O ministro do STF Celso de Mello deferiu o pedido formulado pelo procurador-geral da República, Augusto Aras, e designou três procuradores indicados pela PGR para acompanhar o depoimento de Moro.

Na última quinta-feira (30), a revista Veja divulgou entrevista com o ex-ministro, na qual ele disse que a forma com que Aras o incluiu na investigação foi “intimidatória”, que entregaria provas das acusações que fez e que não queria ser algoz do governo, mas que não aceitaria ser chamado de mentiroso pelo presidente Bolsonaro.

O inquérito corre de forma sigilosa no STF.

Aras pediu ao Supremo para investigar oito possíveis crimes: falsidade ideológica, coação no curso do processo, advocacia administrativa, prevaricação, obstrução de justiça, corrupção passiva privilegiada, denunciação caluniosa e crime contra a honra. Os crimes podem ter sido cometidos por Bolsonaro ou por Moro, caso a denúncia do ex-ministro não fique comprovada.

Os próximos passos

Nesta primeira fase, de investigação é feita a coleta de provas, como depoimentos de testemunhas e pedidos de quebra de sigilo. Além do depoimento de Moro, a PF pode pedir para ouvir Bolsonaro durante a investigação.

O presidente tem contestado as acusações de Moro, repetindo que tem o poder para nomear quem quiser, e que as denúncias são infundadas.
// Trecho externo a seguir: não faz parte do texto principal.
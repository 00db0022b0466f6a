//! End-to-end flow: CSV ingestion -> pricing -> metrics -> artifact path.
//!
//! The renderer itself is exercised through the library API in normal
//! use; here the artifact contract is verified with stub bytes so the
//! suite stays independent of the host's font configuration.

use std::fs;

use grading_report::{
    Dataset, PricingTable, ReportError, ReportStore, Subject, compute_metrics,
};

const HEADER: &str = "experiment_name,prompt_tokens,completion_tokens,latency,\
                      Assessment Name,Student Name,AI Grade,category,model";

fn write_sample_csv(dir: &std::path::Path) -> std::path::PathBuf {
    let csv = format!(
        "{HEADER}\n\
         run_01,1200,400,1.8,Essay Q1,Ada,B,aligned,gpt-4o-mini\n\
         run_01,1100,380,2.2,Essay Q1,Ada,B,aligned,gpt-4o-mini\n\
         run_01,900,300,1.4,Essay Q1,Grace,A,lenient,gpt-4o-mini\n\
         run_01,N/A,500,,Essay Q2,Ada,C,other,gpt-4o-mini\n\
         run_02,10,5,0.5,Essay Q1,Ada,A,strict,gpt-4o\n"
    );
    let path = dir.join("graded_data.csv");
    fs::write(&path, csv).unwrap();
    path
}

#[test]
fn csv_to_metrics_full_flow() {
    let tmp = tempfile::tempdir().unwrap();
    let input = write_sample_csv(tmp.path());

    let dataset = Dataset::from_csv_path(&input).unwrap();
    assert_eq!(dataset.experiment_names(), vec!["run_01", "run_02"]);
    assert_eq!(
        dataset.detect_model("run_01").as_deref(),
        Some("gpt-4o-mini")
    );

    let pricing = PricingTable::builtin();
    let cost = pricing.lookup("gpt-4o-mini").unwrap();

    let figures = compute_metrics(&dataset, "run_01", &cost).unwrap();
    let m = &figures.metrics;

    assert_eq!(m.row_count, 4);
    // the N/A prompt count defaults to 0 in the totals
    assert_eq!(m.total_prompt_tokens, 3200);
    assert_eq!(m.total_completion_tokens, 1580);
    // 3200 * 0.15/1e6 + 1580 * 0.60/1e6, rounded to 4 decimals
    assert!((m.total_cost_usd - 0.0014).abs() < 1e-12);

    // the missing latency row is excluded from the statistics
    assert_eq!(m.latency.avg, Some(1.8));
    assert_eq!(m.latency.min, Some(1.4));
    assert_eq!(m.latency.max, Some(2.2));

    // groups: (Q1, Ada) {B}, (Q1, Grace) {A}, (Q2, Ada) {C} -> all consistent
    assert_eq!(m.consistency_pct, 100.0);

    assert_eq!(m.aligned_pct, 50.0);
    assert_eq!(m.lenient_pct, 25.0);
    assert_eq!(m.strict_pct, 0.0);

    let hist = figures.latency_histogram.as_ref().unwrap();
    assert_eq!(hist.counts.iter().sum::<u64>(), 3);
}

#[test]
fn unknown_model_blocks_cost_computation() {
    let pricing = PricingTable::builtin();
    let err = pricing.lookup("gpt-imaginary").unwrap_err();
    match err {
        ReportError::UnknownModel { model, valid } => {
            assert_eq!(model, "gpt-imaginary");
            assert!(valid.contains(&"gpt-4o".to_string()));
        }
        other => panic!("expected UnknownModel, got {other:?}"),
    }
}

#[test]
fn empty_filter_writes_no_artifact() {
    let tmp = tempfile::tempdir().unwrap();
    let input = write_sample_csv(tmp.path());

    let dataset = Dataset::from_csv_path(&input).unwrap();
    let pricing = PricingTable::builtin();
    let cost = pricing.lookup("gpt-4o").unwrap();

    let err = compute_metrics(&dataset, "run_99", &cost).unwrap_err();
    assert!(err.is_soft());

    // the caller skips the store entirely on the soft condition
    let store = ReportStore::new(tmp.path().join("reports"));
    assert!(store.list(Subject::Math).unwrap().is_empty());
    assert!(!tmp.path().join("reports").exists());
}

#[test]
fn regenerating_overwrites_the_same_artifact() {
    let tmp = tempfile::tempdir().unwrap();
    let store = ReportStore::new(tmp.path().join("reports"));

    let first = store.prepare(Subject::Ela, "run_01").unwrap();
    fs::write(&first, b"first render").unwrap();
    let second = store.prepare(Subject::Ela, "run_01").unwrap();
    fs::write(&second, b"second render").unwrap();

    assert_eq!(first, second);
    assert_eq!(store.list(Subject::Ela).unwrap().len(), 1);
    assert_eq!(fs::read(&first).unwrap(), b"second render");
}

#[test]
fn listing_is_per_subject_and_reverse_lexicographic() {
    let tmp = tempfile::tempdir().unwrap();
    let store = ReportStore::new(tmp.path().join("reports"));

    for (subject, exp) in [
        (Subject::Math, "run_01"),
        (Subject::Math, "run_03"),
        (Subject::Math, "run_02"),
        (Subject::Ela, "run_01"),
    ] {
        let path = store.prepare(subject, exp).unwrap();
        fs::write(&path, b"png").unwrap();
    }

    let math: Vec<String> = store
        .list(Subject::Math)
        .unwrap()
        .iter()
        .map(|p| p.file_name().unwrap().to_string_lossy().into_owned())
        .collect();
    assert_eq!(
        math,
        vec![
            "run_03_final_report.png",
            "run_02_final_report.png",
            "run_01_final_report.png",
        ]
    );
    assert_eq!(store.list(Subject::Ela).unwrap().len(), 1);
}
Durante a semana, ele insinuou que foi aconselhado a não divulgar o áudio de uma reunião ministerial na qual Moro participou e que “revelaria muitas coisas”.

Se, no fim do processo, a PGR resolver oferecer uma denúncia contra o presidente, há um ritual a ser cumprido que envolve a autorização da Câmara dos Deputados e o afastamento de Bolsonaro.

Veja como funciona:

1) Se a PGR oferecer denúncia contra o presidente, o STF envia a denúncia para a Câmara;

2) O presidente da Câmara envia uma notificação ao Palácio do Planalto e envia a denúncia para a Comissão de Constituição e Justiça (CCJ);

3) Na CCJ, o presidente tem dez sessões do Plenário para apresentar uma defesa prévia;

4) A CCJ tem o prazo de cinco dias para votar um relatório;

5) O parecer é encaminhado ao Plenário e o presidente da Câmara tem que marcar a votação para a próxima sessão;

6) São necessários os votos de dois terços dos deputados (342 dos 513) para autorizar a abertura de uma ação penal contra o presidente;

7) Se os deputados não autorizarem, a denúncia fica em stand by até o fim do mandato do presidente;

8) Se a Câmara autorizar a ação penal, o STF vota em plenário se aceita ou não a denúncia da PGR;

9) Se o STF aceitar a denúncia, Bolsonaro é afastado do cargo até o processo ser concluído, pelo prazo máximo de seis meses. Nesse caso, o vice-presidente, Hamilton Mourão (PRTB) assume a presidência do País;

10) Se Bolsonaro for absolvido, volta a ocupar o cargo de presidente. Se for condenado, perde o cargo definitivamente e também os direitos políticos;

11) Caso não sejam encontradas provas suficientes para indiciar ou denunciar Bolsonaro, Sergio Moro pode entrar na mira da PGR. O ex-ministro pode ser denunciado por denunciação caluniosa ou crime contra a honra, por exemplo. Nesse caso, Moro responde a um processo na Justiça comum, em primeira instância, já que não tem foro privilegiado.